───── SUPPLIED MATERIAL

//! Refresh phase tracker: measures the display's real cadence from scanline
//! samples.
//!
//! Many display stacks expose a "current scanline" query but no dependable
//! wait-for-vblank primitive with a known phase. The tracker runs a
//! background thread that, each cycle, timestamps the raster at three
//! checkpoints spaced across roughly half the frame and fits a per-scanline
//! duration from the intervals. Two half-intervals that disagree by more
//! than 30% mean the measurement straddled something odd (a wrap, a
//! scheduler stall) and the cycle is discarded; the previous smoothed
//! estimate stays authoritative.
//!
//! Accepted measurements land in a bounded window; the smoothed refresh
//! period is the window mean, adopted through the critically-damped
//! [`Moderator`] whenever it moves by more than 1% so a bad run of samples
//! cannot step the estimate discontinuously. Estimates are not trusted until
//! [`VALID_MEASUREMENTS`] cycles have accumulated.

use std::sync::atomic::{AtomicBool, Ordering};
use std::sync::Arc;
use std::thread::{self, JoinHandle};
use std::time::{Duration, Instant};

use parking_lot::Mutex;

use crate::frame::{HostClock, PresentationBackend, PresentError};
use crate::moderate::Moderator;
use crate::ring::RingBuffer;

/// Measurements kept in the smoothing window.
const MEASUREMENT_WINDOW: usize = 20;
/// Accepted measurements before the estimate is trusted.
const VALID_MEASUREMENTS: u32 = 20;
/// Lower bound on the first checkpoint, past the vblank region.
const MIN_START_LINE: u32 = 5;
/// Tolerated disagreement between the two half-interval line rates.
const HALF_INTERVAL_TOLERANCE: f64 = 0.3;
/// Relative change that routes adoption through the moderator.
const SMOOTH_JUMP_THRESHOLD: f64 = 0.01;
/// Pause between measurement cycles.
const CYCLE_GAP: Duration = Duration::from_millis(5);
/// Scanline polling interval while waiting for a checkpoint.
const POLL_INTERVAL: Duration = Duration::from_micros(200);

/// Snapshot of the tracker's current belief about the display.
#[derive(Debug, Clone, Copy)]
pub struct VSyncEstimate {
    /// Smoothed full refresh period (including the blanking interval).
    pub refresh_period: Duration,
    /// Smoothed duration of one scanline.
    pub line_duration: Duration,
    /// Estimated total scanlines per refresh (visible + blanking).
    pub total_lines: u32,
    /// True once enough measurements have accumulated to trust the above.
    pub valid: bool,
}

/// One accepted measurement cycle.
#[derive(Debug, Clone, Copy, PartialEq)]
struct Measurement {
    period_secs: f64,
    line_secs: f64,
    total_lines: u32,
}

struct VSyncState {
    measurements: RingBuffer<(f64, f64)>,
    period: Moderator,
    line: Moderator,
    total_lines: u32,
    valid_count: u32,
    have_smoothed: bool,
}

impl VSyncState {
    fn adopt(&mut self, m: Measurement) {
        self.measurements.push((m.period_secs, m.line_secs));

        let n = self.measurements.len() as f64;
        let mean_period = self.measurements.iter().map(|(p, _)| p).sum::<f64>() / n;
        let mean_line = self.measurements.iter().map(|(_, l)| l).sum::<f64>() / n;

        if !self.have_smoothed {
            self.period.reset(mean_period);
            self.line.reset(mean_line);
            self.have_smoothed = true;
        } else {
            adopt_smoothed(&mut self.period, mean_period);
            adopt_smoothed(&mut self.line, mean_line);
        }
        self.total_lines = m.total_lines;
        self.valid_count += 1;
    }
}

/// Routes a new window mean into a moderator: direct for small moves,
/// damped when the jump exceeds 1%.
fn adopt_smoothed(moderator: &mut Moderator, mean: f64) {
    let current = moderator.value();
    if current > 0.0 && ((mean - current) / current).abs() > SMOOTH_JUMP_THRESHOLD {
        moderator.step(mean, 0.1);
    } else {
        moderator.reset(mean);
    }
}

struct Shared {
    state: Mutex<VSyncState>,
    quit: AtomicBool,
}

/// Background estimator of refresh period and vertical-blank phase.
pub struct RefreshTracker {
    shared: Arc<Shared>,
    handle: Mutex<Option<JoinHandle<()>>>,
}

impl RefreshTracker {
    /// Spawns the measurement thread against the given backend.
    pub fn spawn<B>(backend: Arc<B>, host: Arc<dyn HostClock>) -> Self
    where
        B: PresentationBackend + 'static,
    {
        let shared = Arc::new(Shared {
            state: Mutex::new(VSyncState {
                measurements: RingBuffer::new(MEASUREMENT_WINDOW),
                period: Moderator::new(0.0),
                line: Moderator::new(0.0),
                total_lines: 0,
                valid_count: 0,
                have_smoothed: false,
            }),
            quit: AtomicBool::new(false),
        });

        let worker_shared = Arc::clone(&shared);
        let handle = thread::Builder::new()
            .name("presync-refresh".into())
            .spawn(move || measurement_loop(backend, host, worker_shared))
            .expect("failed to spawn refresh tracker thread");

        Self {
            shared,
            handle: Mutex::new(Some(handle)),
        }
    }

    /// Current smoothed estimate.
    pub fn estimate(&self) -> VSyncEstimate {
        let state = self.shared.state.lock();
        VSyncEstimate {
            refresh_period: Duration::from_secs_f64(state.period.value().max(0.0)),
            line_duration: Duration::from_secs_f64(state.line.value().max(0.0)),
            total_lines: state.total_lines,
            valid: state.valid_count >= VALID_MEASUREMENTS,
        }
    }

    pub fn is_valid(&self) -> bool {
        self.shared.state.lock().valid_count >= VALID_MEASUREMENTS
    }

    /// Time until the raster next enters the blanking interval, given the
    /// current scanline. `None` until the estimate is valid.
    pub fn time_to_next_vblank(&self, scanline_now: u32, visible_height: u32) -> Option<Duration> {
        let state = self.shared.state.lock();
        if state.valid_count < VALID_MEASUREMENTS {
            return None;
        }
        if scanline_now >= visible_height {
            // Already inside the blanking interval.
            return Some(Duration::ZERO);
        }
        let remaining = (visible_height - scanline_now) as f64;
        Some(Duration::from_secs_f64(remaining * state.line.value()))
    }

    /// Signals the thread to exit and waits up to `timeout` for it.
    ///
    /// A thread that fails to exit is detached and the anomaly logged; it
    /// indicates a stuck scanline query in the backend.
    pub fn shutdown(&self, timeout: Duration) {
        self.shared.quit.store(true, Ordering::Release);
        let Some(handle) = self.handle.lock().take() else {
            return;
        };
        let deadline = Instant::now() + timeout;
        while !handle.is_finished() && Instant::now() < deadline {
            thread::sleep(Duration::from_millis(1));
        }
        if handle.is_finished() {
            let _ = handle.join();
        } else {
            tracing::error!(
                "refresh tracker thread failed to exit within {:?}; detaching",
                timeout
            );
        }
    }
}

impl Drop for RefreshTracker {
    fn drop(&mut self) {
        self.shutdown(Duration::from_millis(100));
    }
}

fn measurement_loop<B>(backend: Arc<B>, host: Arc<dyn HostClock>, shared: Arc<Shared>)
where
    B: PresentationBackend,
{
    tracing::debug!("refresh tracker started");
    while !shared.quit.load(Ordering::Acquire) {
        match measure_cycle(&*backend, &*host, &shared.quit) {
            Ok(Some(m)) => {
                let mut state = shared.state.lock();
                state.adopt(m);
                if state.valid_count == VALID_MEASUREMENTS {
                    tracing::info!(
                        "refresh estimate valid: period={:.3}ms ({:.3} Hz)",
                        state.period.value() * 1e3,
                        1.0 / state.period.value()
                    );
                }
            }
            Ok(None) => {
                // Discarded cycle (torn measurement or quit); nothing to do.
            }
            Err(e) => {
                tracing::warn!("scanline query failed: {}", e);
                quit_aware_sleep(&shared.quit, Duration::from_millis(10));
            }
        }
        quit_aware_sleep(&shared.quit, CYCLE_GAP);
    }
    tracing::debug!("refresh tracker exiting");
}

/// Runs one three-checkpoint measurement. `Ok(None)` means the cycle was
/// abandoned (quit, wrap, or inconsistent intervals) and should simply be
/// retried.
fn measure_cycle<B>(
    backend: &B,
    host: &dyn HostClock,
    quit: &AtomicBool,
) -> Result<Option<Measurement>, PresentError>
where
    B: PresentationBackend,
{
    let height = backend.screen_height();
    let nominal_hz = backend.nominal_refresh_hz();
    if height == 0 || nominal_hz <= 0.0 {
        return Err(PresentError::ScanlineQuery(
            "backend reports no display geometry".into(),
        ));
    }

    // First checkpoint sits slightly past the vblank region, bounded below
    // by a few lines and above by a quarter of the visible height so the
    // later checkpoints cannot wrap.
    let start = (height / 20).clamp(MIN_START_LINE, height / 4);
    let mid = start + height / 4;
    let end = start + height / 2;

    let nominal_period = Duration::from_secs_f64(1.0 / nominal_hz);
    let deadline = Instant::now() + 4 * nominal_period;

    let Some((t0, s0)) = wait_for_line(backend, host, quit, start, true, deadline)? else {
        return Ok(None);
    };
    let Some((t1, s1)) = wait_for_line(backend, host, quit, mid, false, deadline)? else {
        return Ok(None);
    };
    let Some((t2, s2)) = wait_for_line(backend, host, quit, end, false, deadline)? else {
        return Ok(None);
    };

    // The raster must have moved strictly forward through all three
    // checkpoints; anything else means we caught a wrap.
    if s1 <= s0 || s2 <= s1 {
        return Ok(None);
    }

    Ok(derive_measurement(t0, s0, t1, s1, t2, s2, nominal_hz, height).ok())
}

/// Fits line duration and refresh period from three (time, scanline)
/// checkpoints. Returns `Err(())` when the half-intervals disagree.
#[allow(clippy::too_many_arguments)]
fn derive_measurement(
    t0: i64,
    s0: u32,
    t1: i64,
    s1: u32,
    t2: i64,
    s2: u32,
    nominal_hz: f64,
    height: u32,
) -> Result<Measurement, ()> {
    let rate01 = (t1 - t0) as f64 / (s1 - s0) as f64;
    let rate12 = (t2 - t1) as f64 / (s2 - s1) as f64;
    if rate01 <= 0.0 || rate12 <= 0.0 {
        return Err(());
    }
    let ratio = rate01 / rate12;
    if !(1.0 - HALF_INTERVAL_TOLERANCE..=1.0 + HALF_INTERVAL_TOLERANCE).contains(&ratio) {
        return Err(());
    }

    let line_ns = (t2 - t0) as f64 / (s2 - s0) as f64;
    let line_secs = line_ns / 1e9;

    // The per-line duration is measured; the blanking size is not. Rounding
    // the nominal period to a whole number of measured lines recovers the
    // true total without inheriting the nominal rate's error.
    let total_lines = ((1.0 / nominal_hz) / line_secs).round().max(height as f64) as u32;
    let period_secs = line_secs * total_lines as f64;

    Ok(Measurement {
        period_secs,
        line_secs,
        total_lines,
    })
}

/// Polls until the scanline reaches `target`. When `allow_wrap` is set, a
/// position already past the target first waits for the raster to wrap.
/// Returns the host time (ns) and the actual scanline observed.
fn wait_for_line<B>(
    backend: &B,
    host: &dyn HostClock,
    quit: &AtomicBool,
    target: u32,
    allow_wrap: bool,
    deadline: Instant,
) -> Result<Option<(i64, u32)>, PresentError>
where
    B: PresentationBackend,
{
    let mut waiting_for_wrap = allow_wrap && backend.scanline()? >= target;
    loop {
        if quit.load(Ordering::Acquire) || Instant::now() > deadline {
            return Ok(None);
        }
        let s = backend.scanline()?;
        if waiting_for_wrap {
            if s < target {
                waiting_for_wrap = false;
            }
        } else if s >= target {
            let freq = host.frequency() as f64;
            let t_ns = (host.counter() as f64 / freq * 1e9) as i64;
            return Ok(Some((t_ns, s)));
        }
        thread::sleep(POLL_INTERVAL);
    }
}

fn quit_aware_sleep(quit: &AtomicBool, total: Duration) {
    let deadline = Instant::now() + total;
    while Instant::now() < deadline {
        if quit.load(Ordering::Acquire) {
            return;
        }
        thread::sleep(Duration::from_millis(1));
    }
}

#[cfg(test)]
mod tests {
    use super::*;

    #[test]
    fn test_derive_measurement_consistent_intervals() {
        // 1080 visible lines, 1125 total, 60 Hz: one line ~14.8us.
        let line_ns = 1_000_000_000.0 / 60.0 / 1125.0;
        let t = |lines: u32| (lines as f64 * line_ns) as i64;

        let m = derive_measurement(t(60), 60, t(330), 330, t(600), 600, 60.0, 1080).unwrap();
        assert_eq!(m.total_lines, 1125);
        assert!((m.period_secs - 1.0 / 60.0).abs() / (1.0 / 60.0) < 0.001);
    }

    #[test]
    fn test_derive_measurement_rejects_torn_intervals() {
        let line_ns = 1_000_000_000.0 / 60.0 / 1125.0;
        let t = |lines: u32| (lines as f64 * line_ns) as i64;

        // Second half takes twice as long per line (e.g. the thread was
        // preempted mid-measurement).
        let torn_t2 = t(330) + ((600 - 330) as f64 * line_ns * 2.0) as i64;
        let r = derive_measurement(t(60), 60, t(330), 330, torn_t2, 600, 60.0, 1080);
        assert!(r.is_err());
    }

    #[test]
    fn test_adopt_reaches_validity() {
        let mut state = VSyncState {
            measurements: RingBuffer::new(MEASUREMENT_WINDOW),
            period: Moderator::new(0.0),
            line: Moderator::new(0.0),
            total_lines: 0,
            valid_count: 0,
            have_smoothed: false,
        };

        let m = Measurement {
            period_secs: 1.0 / 60.0,
            line_secs: 1.0 / 60.0 / 1125.0,
            total_lines: 1125,
        };
        for _ in 0..VALID_MEASUREMENTS {
            state.adopt(m);
        }
        assert_eq!(state.valid_count, VALID_MEASUREMENTS);
        assert!((state.period.value() - 1.0 / 60.0).abs() < 1e-9);
    }

    #[test]
    fn test_adopt_moderates_large_jump() {
        let mut state = VSyncState {
            measurements: RingBuffer::new(MEASUREMENT_WINDOW),
            period: Moderator::new(0.0),
            line: Moderator::new(0.0),
            total_lines: 0,
            valid_count: 0,
            have_smoothed: false,
        };
        let near_60 = Measurement {
            period_secs: 1.0 / 60.0,
            line_secs: 1.0 / 60.0 / 1125.0,
            total_lines: 1125,
        };
        for _ in 0..MEASUREMENT_WINDOW {
            state.adopt(near_60);
        }

        // A measurement 33% off drags the window mean well past 1%; the
        // smoothed value must not jump straight to the new mean.
        let outlier = Measurement {
            period_secs: 1.0 / 45.0,
            line_secs: 1.0 / 45.0 / 1125.0,
            total_lines: 1125,
        };
        let before = state.period.value();
        state.adopt(outlier);
        let n = state.measurements.len() as f64;
        let mean = state.measurements.iter().map(|(p, _)| p).sum::<f64>() / n;
        let after = state.period.value();
        assert!((after - before).abs() < (mean - before).abs());
    }

    #[test]
    fn test_smoothed_small_move_is_direct() {
        let mut m = Moderator::new(100.0);
        adopt_smoothed(&mut m, 100.5); // 0.5% move
        assert_eq!(m.value(), 100.5);
    }
}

──────────

EXERCISE AIM >> Repeat verbatim the opening run of entries, ending with the line that contains "disagree by more".

RESPONSE FOR THIS EXERCISE >>
//! Refresh phase tracker: measures the display's real cadence from scanline
//! samples.
//!
//! Many display stacks expose a "current scanline" query but no dependable
//! wait-for-vblank primitive with a known phase. The tracker runs a
//! background thread that, each cycle, timestamps the raster at three
//! checkpoints spaced across roughly half the frame and fits a per-scanline
//! duration from the intervals. Two half-intervals that disagree by more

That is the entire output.